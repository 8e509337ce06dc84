//! Route handlers organized by resource

pub mod graphql;
pub mod health;
pub mod users;
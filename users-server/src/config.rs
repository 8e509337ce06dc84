//! Database settings read from the process environment
//!
//! `DB_USER`, `DB_PASSWORD` and `DB_NAME` name the account and database.
//! `DB_HOST`, `DB_PORT` and `DB_SSLMODE` are optional and default to a local
//! server without TLS.

use std::fmt;
use std::str::FromStr;

use sqlx::postgres::{PgConnectOptions, PgSslMode};

const DEFAULT_HOST: &str = "localhost";
const DEFAULT_PORT: u16 = 5432;

/// Default maximum connections for the pool.
pub const DEFAULT_MAX_CONNECTIONS: u32 = 10;

/// Configuration error type
#[derive(Debug, thiserror::Error)]
pub enum ConfigError {
    #[error("environment variable {0} is not set")]
    Missing(&'static str),

    #[error("environment variable {name} has invalid value '{value}'")]
    Invalid { name: &'static str, value: String },
}

/// Connection settings for the users database
#[derive(Clone)]
pub struct DbConfig {
    pub user: String,
    pub password: String,
    pub name: String,
    pub host: String,
    pub port: u16,
    pub ssl_mode: PgSslMode,
    /// Upper bound on pooled connections
    pub max_connections: u32,
}

impl DbConfig {
    /// Read settings from the process environment.
    pub fn from_env() -> Result<Self, ConfigError> {
        Self::from_lookup(|key| std::env::var(key).ok())
    }

    /// Read settings through an arbitrary key lookup.
    ///
    /// Empty values count as unset.
    pub fn from_lookup<F>(lookup: F) -> Result<Self, ConfigError>
    where
        F: Fn(&str) -> Option<String>,
    {
        let get = |key: &str| lookup(key).filter(|v| !v.is_empty());

        let user = get("DB_USER").ok_or(ConfigError::Missing("DB_USER"))?;
        let name = get("DB_NAME").ok_or(ConfigError::Missing("DB_NAME"))?;
        let password = get("DB_PASSWORD").unwrap_or_default();
        let host = get("DB_HOST").unwrap_or_else(|| DEFAULT_HOST.to_string());

        let port = match get("DB_PORT") {
            Some(raw) => raw.parse().map_err(|_| ConfigError::Invalid {
                name: "DB_PORT",
                value: raw,
            })?,
            None => DEFAULT_PORT,
        };

        let ssl_mode = match get("DB_SSLMODE") {
            Some(raw) => PgSslMode::from_str(&raw).map_err(|_| ConfigError::Invalid {
                name: "DB_SSLMODE",
                value: raw,
            })?,
            None => PgSslMode::Disable,
        };

        Ok(Self {
            user,
            password,
            name,
            host,
            port,
            ssl_mode,
            max_connections: DEFAULT_MAX_CONNECTIONS,
        })
    }

    /// Override the pool size.
    pub fn with_max_connections(mut self, max_connections: u32) -> Self {
        self.max_connections = max_connections.max(1);
        self
    }

    /// Build sqlx connect options from these settings.
    pub fn connect_options(&self) -> PgConnectOptions {
        PgConnectOptions::new()
            .host(&self.host)
            .port(self.port)
            .username(&self.user)
            .password(&self.password)
            .database(&self.name)
            .ssl_mode(self.ssl_mode)
    }
}

// Password stays out of logs.
impl fmt::Debug for DbConfig {
    fn fmt(&self, f: &mut fmt::Formatter<'_>) -> fmt::Result {
        f.debug_struct("DbConfig")
            .field("user", &self.user)
            .field("password", &"<redacted>")
            .field("name", &self.name)
            .field("host", &self.host)
            .field("port", &self.port)
            .field("ssl_mode", &self.ssl_mode)
            .field("max_connections", &self.max_connections)
            .finish()
    }
}
//! HTTP server command for the users API
//!
//! Database settings come from `DB_USER`, `DB_PASSWORD`, `DB_NAME` (plus the
//! optional `DB_HOST`, `DB_PORT`, `DB_SSLMODE`). A connection that cannot be
//! opened or pinged aborts start-up.

use std::net::SocketAddr;

use anyhow::{Context, Result};
use clap::Parser;

use users_server::config::DEFAULT_MAX_CONNECTIONS;
use users_server::{run_server, Database, DbConfig, ServerConfig};

/// Arguments for the serve command
#[derive(Parser, Debug)]
pub struct ServeArgs {
    /// Address to bind to
    #[arg(long, short = 'b', env = "BIND_ADDR", default_value = "0.0.0.0:8080")]
    pub bind: SocketAddr,

    /// Allow permissive CORS (all origins) - use with caution
    #[arg(long)]
    pub cors_permissive: bool,

    /// Maximum pooled database connections
    #[arg(long, env = "DB_MAX_CONNECTIONS", default_value_t = DEFAULT_MAX_CONNECTIONS)]
    pub max_connections: u32,
}

async fn connect(max_connections: u32) -> Result<Database> {
    let config = DbConfig::from_env()
        .context("Invalid database configuration. Set DB_USER, DB_PASSWORD and DB_NAME")?
        .with_max_connections(max_connections);

    Database::initialize(&config)
        .await
        .with_context(|| format!("Failed to connect to database '{}' on {}:{}", config.name, config.host, config.port))
}

/// Run the HTTP server
pub async fn run_serve(args: ServeArgs) -> Result<()> {
    let db = connect(args.max_connections).await?;

    tracing::info!("Starting users server on {}", args.bind);

    let config = ServerConfig {
        bind_addr: args.bind,
        cors_permissive: args.cors_permissive,
    };

    // Run server (blocks until shutdown)
    run_server(db, config).await.context("Server error")?;

    Ok(())
}

/// Open the pool once, ping it, and exit
pub async fn run_check() -> Result<()> {
    connect(1).await?;
    tracing::info!("Database reachable");
    Ok(())
}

++++++++++

▶ Problem description: Only those lines of the entries above that run from the line containing "let ssl_mode = match" to the line containing "impl fmt::Debug for", both included, should be transcribed exactly.

▶ Response to the exercise:
        let ssl_mode = match get("DB_SSLMODE") {
            Some(raw) => PgSslMode::from_str(&raw).map_err(|_| ConfigError::Invalid {
                name: "DB_SSLMODE",
                value: raw,
            })?,
            None => PgSslMode::Disable,
        };

        Ok(Self {
            user,
            password,
            name,
            host,
            port,
            ssl_mode,
            max_connections: DEFAULT_MAX_CONNECTIONS,
        })
    }

    /// Override the pool size.
    pub fn with_max_connections(mut self, max_connections: u32) -> Self {
        self.max_connections = max_connections.max(1);
        self
    }

    /// Build sqlx connect options from these settings.
    pub fn connect_options(&self) -> PgConnectOptions {
        PgConnectOptions::new()
            .host(&self.host)
            .port(self.port)
            .username(&self.user)
            .password(&self.password)
            .database(&self.name)
            .ssl_mode(self.ssl_mode)
    }
}

// Password stays out of logs.
impl fmt::Debug for DbConfig {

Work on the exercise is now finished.